**Problem to work on**
For the entries below, the expected answer is the line with "the final epoch.", the line with "pub struct BacktestReport", and every line between them, exactly as written, and nothing more.

**Records for the exercise**
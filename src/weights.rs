// Copyright 2026 Hypermesh Foundation. All rights reserved.
// Forecast Scoring Engine - Reward Weight Conversion

use chrono::{DateTime, Utc};

use crate::error::ScoringError;
use crate::types::{ResolvedScore, RewardRecord};

/// Softmax over `-beta * score`, stabilized by subtracting the largest logit.
///
/// Lower scores get larger weights. Non-finite scores (the infinity sentinel,
/// or a stray NaN) get exactly zero. When no score is finite every weight is
/// zero rather than NaN.
pub fn compute_softmax(scores: &[f64], beta: f64) -> Vec<f64> {
    let logits: Vec<f64> = scores
        .iter()
        .map(|s| if s.is_finite() { -beta * s } else { f64::NEG_INFINITY })
        .collect();

    let max_logit = logits.iter().copied().fold(f64::NEG_INFINITY, f64::max);
    if !max_logit.is_finite() {
        return vec![0.0; scores.len()];
    }

    let exps: Vec<f64> = logits.iter().map(|l| (l - max_logit).exp()).collect();
    // the max element contributes exp(0) = 1, so the sum is at least 1
    let sum: f64 = exps.iter().sum();
    exps.into_iter().map(|e| e / sum).collect()
}

/// Maps smoothed scores to the sparse reward table of one epoch.
#[derive(Debug, Clone, Copy, PartialEq)]
pub struct WeightConverter {
    beta: f64,
}

impl WeightConverter {
    pub fn new(beta: f64) -> Result<Self, ScoringError> {
        if !beta.is_finite() || beta <= 0.0 {
            return Err(ScoringError::InvalidConfig(format!(
                "softmax_beta must be a positive finite number, got {beta}"
            )));
        }
        Ok(Self { beta })
    }

    /// Softmax the scores and drop every entry whose weight is exactly zero.
    ///
    /// Emitted records keep the input order and carry the pre-softmax score.
    pub fn convert(&self, scores: &[ResolvedScore], updated_at: DateTime<Utc>) -> Vec<RewardRecord> {
        let raw: Vec<f64> = scores.iter().map(|s| s.rolling_avg).collect();
        let weights = compute_softmax(&raw, self.beta);

        scores
            .iter()
            .zip(weights)
            .filter(|(_, w)| *w > 0.0)
            .map(|(s, w)| RewardRecord {
                participant_id: s.participant_id,
                external_id: s.external_id,
                smoothed_score: s.rolling_avg,
                reward_weight: w,
                updated_at,
            })
            .collect()
    }
}
// Backtest Report Types
// Structured output for offline analysis of reward distribution behaviour

use serde::Serialize;

// ─── Statistics (per-metric Monte Carlo aggregation) ────────────────────────

#[derive(Debug, Clone, Serialize)]
pub struct Stats {
    pub mean: f64,
    pub std_dev: f64,
    pub ci_lower: f64,
    pub ci_upper: f64,
    pub min: f64,
    pub max: f64,
    pub n: usize,
}

/// z for a two-sided 95% normal interval.
const Z_95: f64 = 1.96;

impl Stats {
    /// Summary of per-run samples. An empty slice gives all zeros.
    pub fn from_samples(samples: &[f64]) -> Self {
        let Some(&first) = samples.first() else {
            return Self { mean: 0.0, std_dev: 0.0, ci_lower: 0.0, ci_upper: 0.0, min: 0.0, max: 0.0, n: 0 };
        };
        let (min, max) = samples.iter().fold((first, first), |(lo, hi), &x| (lo.min(x), hi.max(x)));
        let n = samples.len();
        let mean = samples.iter().sum::<f64>() / n as f64;
        // Bessel-corrected; a single run has no spread
        let std_dev = match n {
            1 => 0.0,
            _ => (samples.iter().map(|x| (x - mean) * (x - mean)).sum::<f64>() / (n - 1) as f64).sqrt(),
        };
        let mut stats = Self { mean, std_dev, ci_lower: mean, ci_upper: mean, min, max, n };
        let half = stats.half_width();
        stats.ci_lower -= half;
        stats.ci_upper += half;
        stats
    }

    /// Half the width of the 95% interval on the mean.
    pub fn half_width(&self) -> f64 {
        if self.n == 0 {
            return 0.0;
        }
        Z_95 * self.std_dev / (self.n as f64).sqrt()
    }
}

// ─── Single-Run Result ──────────────────────────────────────────────────────

#[derive(Debug, Clone, Serialize)]
pub struct RunResult {
    pub seed: u64,
    pub epochs_written: usize,
    pub epochs_skipped: usize,
    pub records: usize,
    /// Mean Herfindahl index (sum of squared weights) over written epochs.
    pub concentration: f64,
    /// Mean weight share of late joiners over written epochs.
    pub new_joiner_share: f64,
    /// Weight of the best calibrated miner at the final epoch.
    pub best_calibrated_share: f64,
    /// Mean number of emitted reward rows per written epoch.
    pub emitted: f64,
    pub elapsed_ms: u128,
}

// ─── Monte Carlo Report ─────────────────────────────────────────────────────

#[derive(Debug, Clone, Serialize)]
pub struct BacktestReport {
    pub timestamp: String,
    pub version: &'static str,
    pub prng: &'static str,
    pub n_runs: usize,
    pub miners: usize,
    pub epochs: usize,
    pub concentration: Stats,
    pub new_joiner_share: Stats,
    pub best_calibrated_share: Stats,
    pub emitted: Stats,
    pub elapsed_ms: Stats,
    pub individual_runs: Vec<RunResult>,
}

impl BacktestReport {
    pub fn from_runs(
        timestamp: String,
        miners: usize,
        epochs: usize,
        runs: Vec<RunResult>,
    ) -> Self {
        let collect = |f: fn(&RunResult) -> f64| -> Vec<f64> { runs.iter().map(f).collect() };
        Self {
            timestamp,
            version: env!("CARGO_PKG_VERSION"),
            prng: "ChaCha8Rng",
            n_runs: runs.len(),
            miners,
            epochs,
            concentration: Stats::from_samples(&collect(|r| r.concentration)),
            new_joiner_share: Stats::from_samples(&collect(|r| r.new_joiner_share)),
            best_calibrated_share: Stats::from_samples(&collect(|r| r.best_calibrated_share)),
            emitted: Stats::from_samples(&collect(|r| r.emitted)),
            elapsed_ms: Stats::from_samples(&collect(|r| r.elapsed_ms as f64)),
            individual_runs: runs,
        }
    }
}

#[cfg(test)]
mod tests {
    use super::*;

    #[test]
    fn stats_of_constant_samples_have_zero_width() {
        let s = Stats::from_samples(&[2.0, 2.0, 2.0]);
        assert_eq!(s.mean, 2.0);
        assert_eq!(s.half_width(), 0.0);
        assert_eq!(s.n, 3);
    }

    #[test]
    fn stats_of_empty_samples_are_zero() {
        let s = Stats::from_samples(&[]);
        assert_eq!(s.n, 0);
        assert_eq!(s.mean, 0.0);
    }

    #[test]
    fn confidence_interval_brackets_the_mean() {
        let s = Stats::from_samples(&[1.0, 2.0, 3.0, 4.0]);
        assert!((s.mean - 2.5).abs() < 1e-12);
        assert!(s.ci_lower < s.mean && s.mean < s.ci_upper);
        assert_eq!(s.min, 1.0);
        assert_eq!(s.max, 4.0);
        // sample std of 1..=4 is sqrt(5/3)
        let expected = 1.96 * (5.0f64 / 3.0).sqrt() / 2.0;
        assert!((s.half_width() - expected).abs() < 1e-12);
        assert!((s.ci_upper - s.ci_lower - 2.0 * expected).abs() < 1e-12);
    }

    #[test]
    fn single_sample_has_no_spread() {
        let s = Stats::from_samples(&[7.5]);
        assert_eq!((s.min, s.max, s.ci_lower, s.ci_upper), (7.5, 7.5, 7.5, 7.5));
        assert_eq!(s.half_width(), 0.0);
    }
}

**Worked solution**
    /// Weight of the best calibrated miner at the final epoch.
    pub best_calibrated_share: f64,
    /// Mean number of emitted reward rows per written epoch.
    pub emitted: f64,
    pub elapsed_ms: u128,
}

// ─── Monte Carlo Report ─────────────────────────────────────────────────────

#[derive(Debug, Clone, Serialize)]
pub struct BacktestReport {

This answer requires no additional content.